Scan the entries for lines with the word "None", then copy those lines.

━━━ WORKING DATA ━━━

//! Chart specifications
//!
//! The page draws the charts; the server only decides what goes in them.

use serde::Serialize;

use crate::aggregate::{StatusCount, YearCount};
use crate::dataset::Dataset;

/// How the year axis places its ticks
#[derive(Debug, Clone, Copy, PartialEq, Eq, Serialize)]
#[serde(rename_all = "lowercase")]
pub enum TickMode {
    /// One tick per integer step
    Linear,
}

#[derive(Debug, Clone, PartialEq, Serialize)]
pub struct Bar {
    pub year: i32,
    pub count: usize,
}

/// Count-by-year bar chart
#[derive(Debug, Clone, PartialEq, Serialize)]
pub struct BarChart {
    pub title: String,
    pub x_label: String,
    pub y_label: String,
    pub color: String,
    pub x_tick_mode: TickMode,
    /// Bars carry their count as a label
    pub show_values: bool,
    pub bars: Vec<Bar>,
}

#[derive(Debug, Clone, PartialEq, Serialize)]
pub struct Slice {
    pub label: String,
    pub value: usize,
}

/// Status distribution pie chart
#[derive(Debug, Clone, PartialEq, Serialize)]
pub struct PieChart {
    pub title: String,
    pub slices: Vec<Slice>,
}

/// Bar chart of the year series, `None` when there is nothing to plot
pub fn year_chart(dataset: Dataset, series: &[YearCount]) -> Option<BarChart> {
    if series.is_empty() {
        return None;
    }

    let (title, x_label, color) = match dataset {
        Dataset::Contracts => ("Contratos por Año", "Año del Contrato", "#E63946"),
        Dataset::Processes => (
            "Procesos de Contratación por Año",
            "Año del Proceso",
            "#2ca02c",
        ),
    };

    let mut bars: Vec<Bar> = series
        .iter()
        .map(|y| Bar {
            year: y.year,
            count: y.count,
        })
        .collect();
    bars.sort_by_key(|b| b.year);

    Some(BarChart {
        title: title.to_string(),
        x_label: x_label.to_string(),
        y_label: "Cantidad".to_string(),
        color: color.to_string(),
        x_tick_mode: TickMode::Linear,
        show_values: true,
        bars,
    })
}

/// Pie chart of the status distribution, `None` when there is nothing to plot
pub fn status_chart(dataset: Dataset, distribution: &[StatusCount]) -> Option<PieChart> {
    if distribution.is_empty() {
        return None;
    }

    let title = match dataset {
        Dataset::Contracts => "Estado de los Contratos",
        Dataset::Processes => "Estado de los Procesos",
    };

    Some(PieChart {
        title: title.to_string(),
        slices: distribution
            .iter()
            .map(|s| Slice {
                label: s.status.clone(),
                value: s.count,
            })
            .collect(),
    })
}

━━━
━━━ WORKING DATA ━━━

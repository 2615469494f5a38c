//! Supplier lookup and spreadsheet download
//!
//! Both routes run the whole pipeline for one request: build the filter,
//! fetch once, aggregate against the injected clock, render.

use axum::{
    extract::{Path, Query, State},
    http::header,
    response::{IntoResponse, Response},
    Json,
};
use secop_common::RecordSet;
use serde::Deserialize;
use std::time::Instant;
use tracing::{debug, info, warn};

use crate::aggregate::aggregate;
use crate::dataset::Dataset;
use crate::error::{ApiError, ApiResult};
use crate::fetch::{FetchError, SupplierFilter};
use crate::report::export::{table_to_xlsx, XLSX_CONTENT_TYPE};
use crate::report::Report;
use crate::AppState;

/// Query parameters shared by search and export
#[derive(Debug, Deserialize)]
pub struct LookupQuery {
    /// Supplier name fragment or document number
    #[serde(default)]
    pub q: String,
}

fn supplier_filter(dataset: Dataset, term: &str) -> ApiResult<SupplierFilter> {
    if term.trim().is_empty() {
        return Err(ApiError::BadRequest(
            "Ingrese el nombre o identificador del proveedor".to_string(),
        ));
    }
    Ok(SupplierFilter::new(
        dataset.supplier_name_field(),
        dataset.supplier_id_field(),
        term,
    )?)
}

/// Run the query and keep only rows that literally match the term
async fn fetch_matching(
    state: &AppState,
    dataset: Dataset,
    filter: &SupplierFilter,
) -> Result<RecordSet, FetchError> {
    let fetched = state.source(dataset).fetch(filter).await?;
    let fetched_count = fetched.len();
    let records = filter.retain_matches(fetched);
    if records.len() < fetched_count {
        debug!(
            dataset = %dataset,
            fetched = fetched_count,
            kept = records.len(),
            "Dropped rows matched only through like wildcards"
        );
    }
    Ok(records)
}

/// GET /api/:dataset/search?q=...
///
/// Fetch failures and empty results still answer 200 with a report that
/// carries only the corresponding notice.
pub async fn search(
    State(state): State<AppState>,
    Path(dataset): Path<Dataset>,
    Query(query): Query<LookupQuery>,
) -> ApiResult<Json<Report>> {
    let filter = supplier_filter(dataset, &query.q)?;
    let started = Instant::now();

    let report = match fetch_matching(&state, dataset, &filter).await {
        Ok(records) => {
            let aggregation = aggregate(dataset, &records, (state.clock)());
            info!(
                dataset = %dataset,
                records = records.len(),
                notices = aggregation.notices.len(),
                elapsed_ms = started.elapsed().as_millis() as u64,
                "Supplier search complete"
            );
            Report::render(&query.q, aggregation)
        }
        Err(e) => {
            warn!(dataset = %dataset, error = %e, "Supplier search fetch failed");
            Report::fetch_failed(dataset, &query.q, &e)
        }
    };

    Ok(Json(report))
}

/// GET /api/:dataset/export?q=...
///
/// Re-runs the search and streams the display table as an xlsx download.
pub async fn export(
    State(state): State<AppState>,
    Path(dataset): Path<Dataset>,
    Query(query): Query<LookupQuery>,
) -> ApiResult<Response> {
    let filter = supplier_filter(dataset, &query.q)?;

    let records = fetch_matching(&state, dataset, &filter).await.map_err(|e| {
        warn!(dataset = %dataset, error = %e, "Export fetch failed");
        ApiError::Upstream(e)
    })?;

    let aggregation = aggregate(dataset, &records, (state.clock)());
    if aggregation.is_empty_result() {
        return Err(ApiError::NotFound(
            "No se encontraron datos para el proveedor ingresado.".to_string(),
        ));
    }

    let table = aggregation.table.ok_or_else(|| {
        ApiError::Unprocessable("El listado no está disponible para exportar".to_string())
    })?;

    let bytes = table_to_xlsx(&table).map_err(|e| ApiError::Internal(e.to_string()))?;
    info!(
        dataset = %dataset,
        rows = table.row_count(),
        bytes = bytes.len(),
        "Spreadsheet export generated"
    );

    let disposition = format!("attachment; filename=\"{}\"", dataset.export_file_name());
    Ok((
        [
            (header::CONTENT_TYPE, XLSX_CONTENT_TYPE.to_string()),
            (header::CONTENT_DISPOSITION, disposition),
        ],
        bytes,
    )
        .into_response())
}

━━━

[EXPECTED ANSWER]
/// Bar chart of the year series, `None` when there is nothing to plot
        return None;
/// Pie chart of the status distribution, `None` when there is nothing to plot
        return None;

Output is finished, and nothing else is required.